Avvalendoci di quanto la SCUOLA NORMALE SUPERIORE DI PISA - Laboratorio di Storia, Archeologia e Topografia del Mondo Antico - ha prodotto e reso pubblico nelle QUARTE GIORNATE INTERNAZIONALI DI STUDI SULL’AREA ELIMA (Erice, 1-4 dicembre 2000), riportiamo la descrizione di Plutarco -storico- circa la battaglia sul Crimiso (= fiume Belice).
Riferimento: Il volume curato da Alessandro Corretti.
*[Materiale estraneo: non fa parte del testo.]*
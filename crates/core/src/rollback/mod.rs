//! Snapshots of a working tree and restoring them.
//!
//! A rollback point records every regular file (SHA-256 digest, size,
//! permission bits, modification time) and copies it under
//! `<repo>/<backup root>/<id>/`, with a JSON manifest next to it at
//! `<repo>/<backup root>/<id>.json`.

pub mod manager;
pub mod snapshot;
pub mod store;

pub use manager::{RollbackManager, RollbackMethod, RollbackReport};
pub use snapshot::{digest, FileState, RollbackPoint};
pub use store::RollbackStore;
Plutarco. Vite parallele, Timoleonte
(trad. a cura di A. Penati), Milano
1996.
Gli antefatti del 342 a.C.[24, 4]... spedì poi nei territori che
erano sotto il dominio dei cartaginesi
le truppe mercenarie di Dinarco e
Demareto, i quali, tolte ai barbari
parecchie città, non solo vissero il
resto della loro vita nell'abbondanza,
ma ricavarono dalle prede anche del
denaro per far fronte alle spese di
guerra.
I preparativi a Cartagine e Siracusa
[25, 1-4] Intanto i Cartaginesi sbarcano
al Lilibeo conducendo un esercito di
70.000 uomini, 200 triremi, 1000
imbarcazioni con macchine da guerra,
quadrighe, viveri in abbondanza e ogni
altro tipo di vettovaglie come se avessero
voluto condurre non una guerra limitata
ma cacciare i Greci d'un sol colpo da tutta
la Sicilia [...]. Venuti a sapere che che i
territori sotto il loro controllo erano stati
devastati i Cartaginesi marciarono subito
con ira contro i Corinzi, sotto il comando
di Asdrubale e Amilcare. La notizia
giunse rapidamente a Siracusa ed i
Siracusani furono così colpiti dal numero
delle forze nemiche che, di tanti cittadini,
appena 3000 ebbero il coraggio di
prendere la armi e di unirsi a Timoleonte.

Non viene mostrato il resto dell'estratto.